What is being asked | Read the data, and whenever a line holds the word "crate", report that line.

Data shown |

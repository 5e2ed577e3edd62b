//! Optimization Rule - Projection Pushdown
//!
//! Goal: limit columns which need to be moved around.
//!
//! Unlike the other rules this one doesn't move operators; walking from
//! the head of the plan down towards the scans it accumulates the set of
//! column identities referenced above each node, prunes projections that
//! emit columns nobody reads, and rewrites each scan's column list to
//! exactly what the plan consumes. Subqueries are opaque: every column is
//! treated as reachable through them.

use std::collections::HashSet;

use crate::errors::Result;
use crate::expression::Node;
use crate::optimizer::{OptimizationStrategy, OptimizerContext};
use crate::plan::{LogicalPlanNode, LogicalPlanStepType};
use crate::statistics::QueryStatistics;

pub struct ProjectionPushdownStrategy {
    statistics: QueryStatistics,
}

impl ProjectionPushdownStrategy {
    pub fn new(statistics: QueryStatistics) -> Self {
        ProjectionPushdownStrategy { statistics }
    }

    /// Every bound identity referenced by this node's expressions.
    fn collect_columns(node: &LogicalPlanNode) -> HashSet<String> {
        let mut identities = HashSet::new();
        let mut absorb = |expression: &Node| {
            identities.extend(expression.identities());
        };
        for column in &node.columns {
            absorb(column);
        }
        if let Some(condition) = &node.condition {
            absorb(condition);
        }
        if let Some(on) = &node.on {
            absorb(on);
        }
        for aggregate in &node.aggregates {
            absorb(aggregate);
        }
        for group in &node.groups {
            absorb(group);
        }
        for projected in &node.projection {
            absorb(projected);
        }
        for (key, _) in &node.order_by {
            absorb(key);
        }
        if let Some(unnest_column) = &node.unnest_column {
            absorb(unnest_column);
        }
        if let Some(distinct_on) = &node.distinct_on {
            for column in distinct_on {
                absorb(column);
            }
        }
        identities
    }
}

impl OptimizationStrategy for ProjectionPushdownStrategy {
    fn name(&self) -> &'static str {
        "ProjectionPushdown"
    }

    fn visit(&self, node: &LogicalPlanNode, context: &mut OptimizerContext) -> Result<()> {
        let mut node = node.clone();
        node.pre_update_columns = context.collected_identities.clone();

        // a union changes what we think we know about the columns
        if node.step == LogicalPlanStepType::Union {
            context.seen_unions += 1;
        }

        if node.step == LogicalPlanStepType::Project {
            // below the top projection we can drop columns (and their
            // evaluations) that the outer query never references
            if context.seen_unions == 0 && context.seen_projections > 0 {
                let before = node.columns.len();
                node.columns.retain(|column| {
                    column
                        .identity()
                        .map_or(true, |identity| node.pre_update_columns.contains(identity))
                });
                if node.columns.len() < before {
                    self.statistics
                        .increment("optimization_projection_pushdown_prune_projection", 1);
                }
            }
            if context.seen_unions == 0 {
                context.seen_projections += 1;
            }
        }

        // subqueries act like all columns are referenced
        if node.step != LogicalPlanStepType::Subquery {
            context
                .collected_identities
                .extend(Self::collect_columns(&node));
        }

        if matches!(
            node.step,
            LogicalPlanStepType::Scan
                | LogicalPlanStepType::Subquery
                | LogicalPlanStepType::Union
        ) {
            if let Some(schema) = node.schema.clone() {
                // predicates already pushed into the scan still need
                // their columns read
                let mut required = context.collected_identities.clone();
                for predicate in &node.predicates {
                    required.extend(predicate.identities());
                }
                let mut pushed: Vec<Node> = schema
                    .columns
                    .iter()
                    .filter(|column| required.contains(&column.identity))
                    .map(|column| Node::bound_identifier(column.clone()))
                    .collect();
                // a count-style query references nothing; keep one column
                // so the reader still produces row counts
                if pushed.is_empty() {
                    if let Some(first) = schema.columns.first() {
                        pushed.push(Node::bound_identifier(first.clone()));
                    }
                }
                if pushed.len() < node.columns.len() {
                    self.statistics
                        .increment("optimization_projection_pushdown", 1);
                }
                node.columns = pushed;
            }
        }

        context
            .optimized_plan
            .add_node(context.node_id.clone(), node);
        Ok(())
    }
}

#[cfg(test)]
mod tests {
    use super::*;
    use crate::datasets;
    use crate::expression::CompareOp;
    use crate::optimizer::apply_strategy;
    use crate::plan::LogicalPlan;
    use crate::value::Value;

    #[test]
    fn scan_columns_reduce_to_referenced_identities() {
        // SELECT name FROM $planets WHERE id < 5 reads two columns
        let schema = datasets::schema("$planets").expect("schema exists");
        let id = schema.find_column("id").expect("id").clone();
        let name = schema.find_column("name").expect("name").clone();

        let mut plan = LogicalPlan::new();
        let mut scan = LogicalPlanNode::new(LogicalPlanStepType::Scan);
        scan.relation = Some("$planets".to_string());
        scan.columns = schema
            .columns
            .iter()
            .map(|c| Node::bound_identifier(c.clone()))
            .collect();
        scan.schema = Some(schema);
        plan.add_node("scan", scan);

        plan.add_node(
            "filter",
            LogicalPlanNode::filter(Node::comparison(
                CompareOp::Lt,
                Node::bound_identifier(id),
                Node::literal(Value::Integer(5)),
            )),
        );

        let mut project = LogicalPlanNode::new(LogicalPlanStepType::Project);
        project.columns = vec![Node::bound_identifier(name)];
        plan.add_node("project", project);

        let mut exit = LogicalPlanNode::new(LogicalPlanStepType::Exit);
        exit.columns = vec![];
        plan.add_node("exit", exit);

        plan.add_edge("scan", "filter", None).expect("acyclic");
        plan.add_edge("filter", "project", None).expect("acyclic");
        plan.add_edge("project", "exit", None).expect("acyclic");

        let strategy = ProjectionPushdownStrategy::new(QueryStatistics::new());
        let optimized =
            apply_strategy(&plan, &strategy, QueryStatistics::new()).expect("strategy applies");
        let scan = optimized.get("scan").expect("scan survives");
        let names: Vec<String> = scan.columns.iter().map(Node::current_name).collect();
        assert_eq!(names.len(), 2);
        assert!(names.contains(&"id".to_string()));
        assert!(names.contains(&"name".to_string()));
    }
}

Exercise output |
use crate::errors::Result;
use crate::expression::Node;
use crate::optimizer::{OptimizationStrategy, OptimizerContext};
use crate::plan::{LogicalPlanNode, LogicalPlanStepType};
use crate::statistics::QueryStatistics;
    use crate::datasets;
    use crate::expression::CompareOp;
    use crate::optimizer::apply_strategy;
    use crate::plan::LogicalPlan;
    use crate::value::Value;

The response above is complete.